While the onset of a crypto winter has slowed the venture capital inflow into the sector, so far this year $18.3bn has flowed into areas that offer a durable value proposition. These investors understand the potential of blockchain technology and the decentralized internet, underpinned by its native token — crypto. They can see beyond the speculative narrative around crypto and understand its role as a building block to the decentralized internet, enabling anyone to take part in it and have ownership while also unlocking financial opportunities.
Blockchain and crypto expand their scope
Blockchain is a peer-to-peer network made up of actors who can interact and exchange information without the involvement of a centralised entity. Transparency, security, permanence and decentralization are all hallmarks of the technology, which could transform a variety of industries.

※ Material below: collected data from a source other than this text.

//! Variable ordering for join hypergraphs.
use crate::builder::TreeBuilder;
use crate::error::{OptimizerError, Result};
use crate::extractor::extract_total_order;
use crate::plan::{RelationOrder, VariableOrderPlan};
use catalog::Hypergraph;
use common::Config;
use itertools::Itertools;
use tracing::{debug, trace, warn};

#[derive(Debug, Default)]
pub struct Optimizer {
    config: Config,
}

impl Optimizer {
    /// Create an optimizer with the given configuration.
    pub fn new(config: Config) -> Self {
        Self { config }
    }

    pub fn config(&self) -> &Config {
        &self.config
    }

    /// Compute the total order of `hypergraph` and reorder every relation by it.
    ///
    /// An order that misses universe attributes is logged and reported in the
    /// plan's coverage, or rejected when the coverage policy is `deny`.
    pub fn plan(&self, hypergraph: &Hypergraph) -> Result<VariableOrderPlan> {
        let relations = hypergraph.relations();
        let tree = TreeBuilder::new(relations)
            .build_root(hypergraph.universe())
            .ok_or(OptimizerError::EmptyPartitionTree)?;
        trace!("Partition tree:\n{}", tree);

        let total_order = extract_total_order(Some(&tree))?;
        let coverage = total_order.coverage(hypergraph.universe());
        if !coverage.missing.is_empty() {
            if self.config.denies_uncovered() {
                return Err(OptimizerError::UniverseNotFullyCovered {
                    missing: coverage.missing,
                });
            }
            warn!(
                "Total order {} misses universe attributes [{}]",
                total_order,
                coverage.missing.iter().join(", ")
            );
        }

        let relation_orders = relations
            .iter()
            .map(|r| -> Result<RelationOrder> {
                let attributes = if self.config.denies_uncovered() {
                    total_order.reorder(r)?
                } else {
                    total_order.reorder_lenient(r)
                };
                Ok(RelationOrder {
                    label: r.label().to_string(),
                    attributes,
                })
            })
            .collect::<Result<Vec<_>>>()?;

        debug!(
            "Ordered {} attributes over {} relations (tree depth {}, {} nodes): {}",
            hypergraph.universe().len(),
            relations.len(),
            tree.depth(),
            tree.node_count(),
            total_order
        );

        Ok(VariableOrderPlan::new(
            tree,
            total_order,
            relation_orders,
            coverage,
        ))
    }

    /// Plan a batch of hypergraphs, stopping at the first failure.
    pub fn plan_all<'a>(
        &self,
        hypergraphs: impl IntoIterator<Item = &'a Hypergraph>,
    ) -> Result<Vec<VariableOrderPlan>> {
        hypergraphs.into_iter().map(|hg| self.plan(hg)).collect()
    }
}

In finance, blockchain and crypto could become vital to activities such as securities settlement, and could help provide liquidity and access to financing through dispensation and decentralized finance. Security tokens, for example, provide a way to digitally represent ownership of assets, such as gold or real estate, or economic rights, such as a portion of profits or revenue. Blockchain could also underwrite many banks’ forays into central bank digital currencies and play a growing role in identification verification.
For investors, more diverse blockchain use cases could bring a wealth of new investment opportunities. Adam Goldberg, co-founder of venture capital firm Standard Crypto, suggests that many see token investments as being like buying equity in a company. “When you look at what crypto networks are useful for, it is not just facilitating trust,” says Goldberg. “It is also rewarding early participants with ownership.”